Above all, we’re being told, don’t gloat.  Don’t spike the football, don’t high-five each other, don’t whoop and yell, don’t chest pound, don’t do anything to rub it in.  No!  Hillary and her supporters must wear ashes and do even more, and more, and more to “reach out” to the Bernie Bros.  Otherwise, their delicate feelings will be hurt and they will vote for Trump, or Jill Stein, or just stay home and peruse MRA websites….

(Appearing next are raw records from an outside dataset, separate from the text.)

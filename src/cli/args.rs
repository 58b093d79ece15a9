//! CLI argument definitions using clap
//!
//! Commands:
//! - aerocms compile --schema <path>
//! - aerocms validate --schema <path> [--entry <path>] [--previous <path>] [--references <path>]
//! - aerocms read --schema <path> --entry <path> [--fields ..] [--max-depth ..] [--locale ..]
//!
//! When `--entry` is omitted from `validate`, the write payload is read from stdin.

use clap::{Parser, Subcommand};
use std::path::PathBuf;

/// aerocms - schema-driven content validation and shaping
#[derive(Parser, Debug)]
#[command(name = "aerocms")]
#[command(version, about, long_about = None)]
pub struct Cli {
    #[command(subcommand)]
    pub command: Command,
}

#[derive(Subcommand, Debug)]
pub enum Command {
    /// Compile a schema document and print its canonical form
    Compile {
        /// Path to the schema document
        #[arg(long)]
        schema: PathBuf,

        /// Path to engine configuration file
        #[arg(long)]
        config: Option<PathBuf>,
    },

    /// Validate and normalize an entry write payload
    Validate {
        /// Path to the schema document
        #[arg(long)]
        schema: PathBuf,

        /// Path to the write payload `{status?, published_at?, data}`
        #[arg(long)]
        entry: Option<PathBuf>,

        /// Path to the stored data of the entry being updated
        #[arg(long)]
        previous: Option<PathBuf>,

        /// Path to a reference catalog for relation/asset existence checks
        #[arg(long)]
        references: Option<PathBuf>,

        /// Tenant space the entry belongs to
        #[arg(long, default_value_t = 1)]
        space: i64,

        /// Default locale of the space
        #[arg(long)]
        default_locale: Option<String>,

        /// Path to engine configuration file
        #[arg(long)]
        config: Option<PathBuf>,
    },

    /// Shape a stored entry for output
    Read {
        /// Path to the schema document
        #[arg(long)]
        schema: PathBuf,

        /// Path to the stored entry `{id, status, published_at, data}`
        #[arg(long)]
        entry: PathBuf,

        /// Comma-separated output keys
        #[arg(long)]
        fields: Option<String>,

        /// Container pruning depth (clamped to 0..=8)
        #[arg(long, allow_negative_numbers = true)]
        max_depth: Option<i64>,

        /// Locale to select for localized fields
        #[arg(long)]
        locale: Option<String>,

        /// Path to engine configuration file
        #[arg(long)]
        config: Option<PathBuf>,
    },
}

impl Cli {
    /// Parse command line arguments
    pub fn parse_args() -> Self {
        Cli::parse()
    }
}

But, you know, fuck that shit.  I am declaring a 72 hour moratorium on women having to worry about men’s delicate feelings.  I’ve waited 60 years.  America has waited 240.  All 44 of America’s presidents — all 44 of them — have been men.  Suffragettes were beaten, spat upon, ridiculed, arrested, imprisoned, hung from their wrists, beaten, force-fed, and terrorized just to win women the right to vote.  I’ve shown up every election of my adult life and sent money to, handed out literature for, walked door-to-door for, and voted for one damn man after another.  I am going to spike the ever-loving hell out of this football, do a dance in the end zone, fall to my knees and call on Columbia, high-five everyone I know, do the wave, show the English my bum, and then I’m going to open the champagne and really get crazy.

I’ll skip the champagne, but I plan to really enjoy this victory–follow the returns, watch Hillary,s speech, read your comments, and do my own little victory dance. I’ve waited my whole life for this night.

What are you hearing and reading? What’s happening in New Jersey, Delphyne and Joanelle?